- Work task:
For the entries below, the expected answer is the line with "and the slave's", the line with "self.scl_master_low = !self.scl_master_low;", and every line between them, exactly as written, and nothing more.

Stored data
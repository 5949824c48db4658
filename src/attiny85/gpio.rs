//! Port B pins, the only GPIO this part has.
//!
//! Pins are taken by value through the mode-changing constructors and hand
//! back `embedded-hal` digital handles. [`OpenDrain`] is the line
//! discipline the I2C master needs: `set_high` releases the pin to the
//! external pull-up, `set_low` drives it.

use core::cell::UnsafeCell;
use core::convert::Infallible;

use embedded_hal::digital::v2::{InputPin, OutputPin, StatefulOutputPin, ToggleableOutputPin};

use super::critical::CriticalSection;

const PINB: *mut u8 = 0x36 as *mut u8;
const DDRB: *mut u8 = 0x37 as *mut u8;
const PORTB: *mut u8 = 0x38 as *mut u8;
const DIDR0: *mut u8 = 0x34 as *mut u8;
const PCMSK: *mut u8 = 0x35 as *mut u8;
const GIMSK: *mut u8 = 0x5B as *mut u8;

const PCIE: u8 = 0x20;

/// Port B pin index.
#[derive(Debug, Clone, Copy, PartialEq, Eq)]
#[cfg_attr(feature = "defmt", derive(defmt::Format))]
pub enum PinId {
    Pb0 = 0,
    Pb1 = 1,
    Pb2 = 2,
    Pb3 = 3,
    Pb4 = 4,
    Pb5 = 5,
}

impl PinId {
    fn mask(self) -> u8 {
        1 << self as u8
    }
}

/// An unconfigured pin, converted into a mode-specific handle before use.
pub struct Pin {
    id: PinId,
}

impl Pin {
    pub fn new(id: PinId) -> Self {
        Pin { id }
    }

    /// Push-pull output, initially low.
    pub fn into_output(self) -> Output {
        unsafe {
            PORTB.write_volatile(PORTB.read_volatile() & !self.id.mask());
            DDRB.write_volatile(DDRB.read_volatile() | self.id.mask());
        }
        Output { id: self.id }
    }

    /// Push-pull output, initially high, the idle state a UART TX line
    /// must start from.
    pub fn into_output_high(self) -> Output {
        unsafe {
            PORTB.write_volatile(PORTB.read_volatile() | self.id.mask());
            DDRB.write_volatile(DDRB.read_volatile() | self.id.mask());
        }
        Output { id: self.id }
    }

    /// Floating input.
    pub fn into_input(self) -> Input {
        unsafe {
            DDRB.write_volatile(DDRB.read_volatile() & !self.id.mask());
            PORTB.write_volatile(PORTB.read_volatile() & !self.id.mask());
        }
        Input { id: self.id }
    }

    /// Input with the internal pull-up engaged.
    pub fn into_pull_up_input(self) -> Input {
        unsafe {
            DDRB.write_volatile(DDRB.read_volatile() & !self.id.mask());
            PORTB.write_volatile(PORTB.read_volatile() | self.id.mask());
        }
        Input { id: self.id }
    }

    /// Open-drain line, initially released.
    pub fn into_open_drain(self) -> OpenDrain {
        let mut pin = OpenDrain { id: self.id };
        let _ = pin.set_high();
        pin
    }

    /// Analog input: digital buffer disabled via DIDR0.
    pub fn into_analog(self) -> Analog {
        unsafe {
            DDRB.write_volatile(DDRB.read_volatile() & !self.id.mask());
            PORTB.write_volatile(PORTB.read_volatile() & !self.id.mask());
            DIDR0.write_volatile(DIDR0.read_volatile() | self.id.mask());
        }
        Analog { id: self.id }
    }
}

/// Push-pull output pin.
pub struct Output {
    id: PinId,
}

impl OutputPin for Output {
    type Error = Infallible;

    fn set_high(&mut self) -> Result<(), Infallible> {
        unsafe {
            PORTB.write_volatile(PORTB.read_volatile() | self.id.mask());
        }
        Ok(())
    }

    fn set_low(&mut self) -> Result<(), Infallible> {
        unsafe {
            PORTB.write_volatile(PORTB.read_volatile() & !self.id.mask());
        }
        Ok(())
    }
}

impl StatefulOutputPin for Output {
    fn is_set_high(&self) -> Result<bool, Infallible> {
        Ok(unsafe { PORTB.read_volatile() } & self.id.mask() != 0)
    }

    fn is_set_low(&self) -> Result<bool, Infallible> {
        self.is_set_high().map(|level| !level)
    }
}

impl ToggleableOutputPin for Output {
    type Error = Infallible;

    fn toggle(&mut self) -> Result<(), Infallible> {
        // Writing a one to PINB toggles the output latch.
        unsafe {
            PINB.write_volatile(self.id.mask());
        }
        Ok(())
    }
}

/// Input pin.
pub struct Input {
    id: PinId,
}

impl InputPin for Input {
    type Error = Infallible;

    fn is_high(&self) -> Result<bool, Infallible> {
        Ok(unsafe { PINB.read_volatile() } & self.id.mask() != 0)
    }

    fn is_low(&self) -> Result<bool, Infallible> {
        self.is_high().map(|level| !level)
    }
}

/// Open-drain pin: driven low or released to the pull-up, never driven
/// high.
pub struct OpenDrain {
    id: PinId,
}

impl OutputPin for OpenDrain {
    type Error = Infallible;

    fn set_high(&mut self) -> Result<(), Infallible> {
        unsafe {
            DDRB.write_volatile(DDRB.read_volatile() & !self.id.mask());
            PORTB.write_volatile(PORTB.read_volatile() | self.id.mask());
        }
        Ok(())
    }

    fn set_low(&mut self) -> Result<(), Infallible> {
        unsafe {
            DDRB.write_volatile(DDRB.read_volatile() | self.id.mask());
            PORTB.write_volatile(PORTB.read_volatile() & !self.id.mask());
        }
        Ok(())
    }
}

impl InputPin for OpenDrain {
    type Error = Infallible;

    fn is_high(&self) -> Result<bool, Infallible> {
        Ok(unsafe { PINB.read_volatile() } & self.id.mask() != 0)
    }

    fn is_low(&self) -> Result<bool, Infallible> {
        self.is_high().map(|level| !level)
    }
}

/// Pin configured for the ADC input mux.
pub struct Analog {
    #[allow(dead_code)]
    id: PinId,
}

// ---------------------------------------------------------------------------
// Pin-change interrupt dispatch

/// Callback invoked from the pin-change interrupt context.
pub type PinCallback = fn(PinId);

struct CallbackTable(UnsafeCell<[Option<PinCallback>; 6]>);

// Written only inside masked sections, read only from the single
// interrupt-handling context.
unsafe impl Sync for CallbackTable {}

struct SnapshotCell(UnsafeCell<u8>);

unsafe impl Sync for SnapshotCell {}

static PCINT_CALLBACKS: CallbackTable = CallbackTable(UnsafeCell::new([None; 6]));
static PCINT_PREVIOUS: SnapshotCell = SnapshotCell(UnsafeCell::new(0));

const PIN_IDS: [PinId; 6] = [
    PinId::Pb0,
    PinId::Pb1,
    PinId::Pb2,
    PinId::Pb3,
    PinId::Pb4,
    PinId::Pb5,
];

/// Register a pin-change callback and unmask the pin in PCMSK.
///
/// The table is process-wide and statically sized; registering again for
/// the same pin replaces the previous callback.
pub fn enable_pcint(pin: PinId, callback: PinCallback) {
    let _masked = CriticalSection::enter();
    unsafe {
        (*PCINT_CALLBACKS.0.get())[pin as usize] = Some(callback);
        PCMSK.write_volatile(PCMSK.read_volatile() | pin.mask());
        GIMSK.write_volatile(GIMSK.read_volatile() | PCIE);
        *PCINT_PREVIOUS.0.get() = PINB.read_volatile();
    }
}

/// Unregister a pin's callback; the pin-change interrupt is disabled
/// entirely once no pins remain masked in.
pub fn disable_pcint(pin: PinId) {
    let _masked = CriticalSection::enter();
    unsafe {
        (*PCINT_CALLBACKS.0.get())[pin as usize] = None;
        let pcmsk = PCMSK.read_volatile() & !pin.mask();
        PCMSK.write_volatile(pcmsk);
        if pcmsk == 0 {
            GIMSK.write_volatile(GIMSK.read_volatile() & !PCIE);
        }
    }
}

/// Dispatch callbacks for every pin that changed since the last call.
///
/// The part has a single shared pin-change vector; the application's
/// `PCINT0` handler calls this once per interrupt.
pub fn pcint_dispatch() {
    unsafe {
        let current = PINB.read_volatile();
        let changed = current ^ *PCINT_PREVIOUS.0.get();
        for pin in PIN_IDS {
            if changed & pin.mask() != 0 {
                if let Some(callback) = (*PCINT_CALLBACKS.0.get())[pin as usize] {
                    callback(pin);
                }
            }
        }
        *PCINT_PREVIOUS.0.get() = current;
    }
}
--
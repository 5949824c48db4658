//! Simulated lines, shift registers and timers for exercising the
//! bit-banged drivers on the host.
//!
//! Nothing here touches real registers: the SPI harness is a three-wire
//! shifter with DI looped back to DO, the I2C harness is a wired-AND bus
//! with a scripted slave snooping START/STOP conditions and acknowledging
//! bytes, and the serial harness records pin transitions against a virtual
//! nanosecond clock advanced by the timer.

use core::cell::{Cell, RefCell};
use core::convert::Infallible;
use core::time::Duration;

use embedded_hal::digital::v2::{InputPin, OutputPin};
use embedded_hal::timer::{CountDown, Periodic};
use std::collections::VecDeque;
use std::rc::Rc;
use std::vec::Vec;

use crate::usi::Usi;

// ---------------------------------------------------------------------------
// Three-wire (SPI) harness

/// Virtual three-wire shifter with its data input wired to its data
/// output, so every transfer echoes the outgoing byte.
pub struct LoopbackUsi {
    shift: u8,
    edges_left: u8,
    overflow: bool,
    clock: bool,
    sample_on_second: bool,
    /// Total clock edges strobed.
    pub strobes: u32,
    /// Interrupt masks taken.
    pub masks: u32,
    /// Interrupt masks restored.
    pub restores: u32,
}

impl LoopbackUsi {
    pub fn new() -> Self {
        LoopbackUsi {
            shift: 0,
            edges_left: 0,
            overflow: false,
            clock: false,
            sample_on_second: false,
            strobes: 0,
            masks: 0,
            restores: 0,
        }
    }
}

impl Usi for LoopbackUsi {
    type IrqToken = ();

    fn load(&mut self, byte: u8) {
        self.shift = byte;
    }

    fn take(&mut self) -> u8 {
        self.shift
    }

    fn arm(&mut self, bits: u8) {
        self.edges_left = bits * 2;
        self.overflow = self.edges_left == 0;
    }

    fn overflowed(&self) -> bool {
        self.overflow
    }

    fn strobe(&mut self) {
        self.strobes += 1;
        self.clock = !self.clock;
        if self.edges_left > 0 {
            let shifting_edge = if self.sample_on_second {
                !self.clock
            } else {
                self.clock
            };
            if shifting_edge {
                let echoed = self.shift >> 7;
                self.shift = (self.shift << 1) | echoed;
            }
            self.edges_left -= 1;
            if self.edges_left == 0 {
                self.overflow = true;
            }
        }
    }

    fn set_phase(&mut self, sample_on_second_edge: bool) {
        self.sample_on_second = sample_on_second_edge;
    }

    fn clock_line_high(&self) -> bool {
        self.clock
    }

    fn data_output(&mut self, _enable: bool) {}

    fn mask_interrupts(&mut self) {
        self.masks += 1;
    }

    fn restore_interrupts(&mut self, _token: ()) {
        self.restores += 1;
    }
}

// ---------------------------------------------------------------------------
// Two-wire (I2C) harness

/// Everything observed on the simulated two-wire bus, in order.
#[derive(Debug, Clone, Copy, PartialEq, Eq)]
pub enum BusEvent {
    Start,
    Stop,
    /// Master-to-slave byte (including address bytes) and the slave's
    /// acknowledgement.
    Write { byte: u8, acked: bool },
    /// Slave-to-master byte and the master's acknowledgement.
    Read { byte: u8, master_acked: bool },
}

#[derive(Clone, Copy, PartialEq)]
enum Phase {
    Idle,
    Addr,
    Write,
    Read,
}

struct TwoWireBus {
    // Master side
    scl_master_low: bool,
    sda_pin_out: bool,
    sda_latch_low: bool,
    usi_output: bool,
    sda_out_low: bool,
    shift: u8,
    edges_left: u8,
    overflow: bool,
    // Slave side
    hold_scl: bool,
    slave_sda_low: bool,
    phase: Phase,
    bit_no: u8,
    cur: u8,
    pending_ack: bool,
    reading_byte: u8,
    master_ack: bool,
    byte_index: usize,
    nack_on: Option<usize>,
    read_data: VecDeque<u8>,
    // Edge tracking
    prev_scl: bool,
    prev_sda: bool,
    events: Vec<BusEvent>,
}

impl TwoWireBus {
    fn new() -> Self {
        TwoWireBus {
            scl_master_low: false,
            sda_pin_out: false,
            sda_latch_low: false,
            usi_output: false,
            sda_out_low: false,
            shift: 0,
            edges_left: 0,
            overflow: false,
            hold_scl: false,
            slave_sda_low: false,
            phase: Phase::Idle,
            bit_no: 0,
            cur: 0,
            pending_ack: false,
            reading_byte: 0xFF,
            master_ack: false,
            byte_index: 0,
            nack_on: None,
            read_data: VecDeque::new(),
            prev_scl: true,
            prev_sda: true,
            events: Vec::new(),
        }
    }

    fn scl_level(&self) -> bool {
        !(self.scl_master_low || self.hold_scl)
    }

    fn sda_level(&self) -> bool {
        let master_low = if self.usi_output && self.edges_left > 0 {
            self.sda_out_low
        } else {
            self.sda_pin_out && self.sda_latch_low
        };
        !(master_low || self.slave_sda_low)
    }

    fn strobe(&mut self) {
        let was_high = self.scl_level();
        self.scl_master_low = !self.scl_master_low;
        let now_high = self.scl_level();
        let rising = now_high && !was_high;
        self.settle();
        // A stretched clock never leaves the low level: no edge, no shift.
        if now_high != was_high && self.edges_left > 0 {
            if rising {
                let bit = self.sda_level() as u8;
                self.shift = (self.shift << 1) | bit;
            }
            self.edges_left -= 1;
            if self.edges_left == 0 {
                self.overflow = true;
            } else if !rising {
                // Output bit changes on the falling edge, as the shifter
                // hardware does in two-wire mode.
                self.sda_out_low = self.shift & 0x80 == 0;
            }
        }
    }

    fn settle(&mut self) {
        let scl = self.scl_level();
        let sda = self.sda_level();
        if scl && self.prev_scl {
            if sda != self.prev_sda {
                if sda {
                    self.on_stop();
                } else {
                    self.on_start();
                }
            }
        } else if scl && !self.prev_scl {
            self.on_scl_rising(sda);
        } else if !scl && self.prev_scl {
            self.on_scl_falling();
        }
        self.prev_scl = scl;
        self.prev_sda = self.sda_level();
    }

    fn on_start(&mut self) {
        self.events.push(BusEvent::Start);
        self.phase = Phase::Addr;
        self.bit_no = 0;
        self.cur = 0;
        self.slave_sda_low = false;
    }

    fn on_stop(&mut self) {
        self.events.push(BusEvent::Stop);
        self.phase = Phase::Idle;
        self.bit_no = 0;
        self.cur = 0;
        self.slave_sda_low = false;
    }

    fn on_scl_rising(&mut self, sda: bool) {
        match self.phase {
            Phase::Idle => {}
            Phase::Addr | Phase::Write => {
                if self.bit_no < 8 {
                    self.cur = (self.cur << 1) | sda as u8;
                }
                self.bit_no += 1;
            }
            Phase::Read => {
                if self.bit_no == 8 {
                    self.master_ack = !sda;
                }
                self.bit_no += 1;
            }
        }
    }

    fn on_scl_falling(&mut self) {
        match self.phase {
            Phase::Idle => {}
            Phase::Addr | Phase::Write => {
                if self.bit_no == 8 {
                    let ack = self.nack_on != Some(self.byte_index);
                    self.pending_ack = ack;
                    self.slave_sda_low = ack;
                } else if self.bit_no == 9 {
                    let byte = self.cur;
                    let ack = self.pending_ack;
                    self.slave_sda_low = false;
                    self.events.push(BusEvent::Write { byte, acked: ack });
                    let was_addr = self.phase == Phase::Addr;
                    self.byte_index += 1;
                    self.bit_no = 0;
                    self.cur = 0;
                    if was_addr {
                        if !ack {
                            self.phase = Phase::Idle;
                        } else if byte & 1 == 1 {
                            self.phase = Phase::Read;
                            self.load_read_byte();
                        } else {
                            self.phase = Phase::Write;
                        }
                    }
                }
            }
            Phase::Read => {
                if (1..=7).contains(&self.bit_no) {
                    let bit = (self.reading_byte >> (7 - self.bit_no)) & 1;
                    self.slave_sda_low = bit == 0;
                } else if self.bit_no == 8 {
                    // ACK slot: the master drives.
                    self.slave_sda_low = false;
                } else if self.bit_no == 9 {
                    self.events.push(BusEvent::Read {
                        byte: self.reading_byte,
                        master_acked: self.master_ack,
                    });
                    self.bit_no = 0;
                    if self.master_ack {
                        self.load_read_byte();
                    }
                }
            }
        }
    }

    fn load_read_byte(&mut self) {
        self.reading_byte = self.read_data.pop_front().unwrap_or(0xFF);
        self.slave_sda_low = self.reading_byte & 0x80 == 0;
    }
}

- Answer space:
    /// Master-to-slave byte (including address bytes) and the slave's
    /// acknowledgement.
    Write { byte: u8, acked: bool },
    /// Slave-to-master byte and the master's acknowledgement.
    Read { byte: u8, master_acked: bool },
}

#[derive(Clone, Copy, PartialEq)]
enum Phase {
    Idle,
    Addr,
    Write,
    Read,
}

struct TwoWireBus {
    // Master side
    scl_master_low: bool,
    sda_pin_out: bool,
    sda_latch_low: bool,
    usi_output: bool,
    sda_out_low: bool,
    shift: u8,
    edges_left: u8,
    overflow: bool,
    // Slave side
    hold_scl: bool,
    slave_sda_low: bool,
    phase: Phase,
    bit_no: u8,
    cur: u8,
    pending_ack: bool,
    reading_byte: u8,
    master_ack: bool,
    byte_index: usize,
    nack_on: Option<usize>,
    read_data: VecDeque<u8>,
    // Edge tracking
    prev_scl: bool,
    prev_sda: bool,
    events: Vec<BusEvent>,
}

impl TwoWireBus {
    fn new() -> Self {
        TwoWireBus {
            scl_master_low: false,
            sda_pin_out: false,
            sda_latch_low: false,
            usi_output: false,
            sda_out_low: false,
            shift: 0,
            edges_left: 0,
            overflow: false,
            hold_scl: false,
            slave_sda_low: false,
            phase: Phase::Idle,
            bit_no: 0,
            cur: 0,
            pending_ack: false,
            reading_byte: 0xFF,
            master_ack: false,
            byte_index: 0,
            nack_on: None,
            read_data: VecDeque::new(),
            prev_scl: true,
            prev_sda: true,
            events: Vec::new(),
        }
    }

    fn scl_level(&self) -> bool {
        !(self.scl_master_low || self.hold_scl)
    }

    fn sda_level(&self) -> bool {
        let master_low = if self.usi_output && self.edges_left > 0 {
            self.sda_out_low
        } else {
            self.sda_pin_out && self.sda_latch_low
        };
        !(master_low || self.slave_sda_low)
    }

    fn strobe(&mut self) {
        let was_high = self.scl_level();
        self.scl_master_low = !self.scl_master_low;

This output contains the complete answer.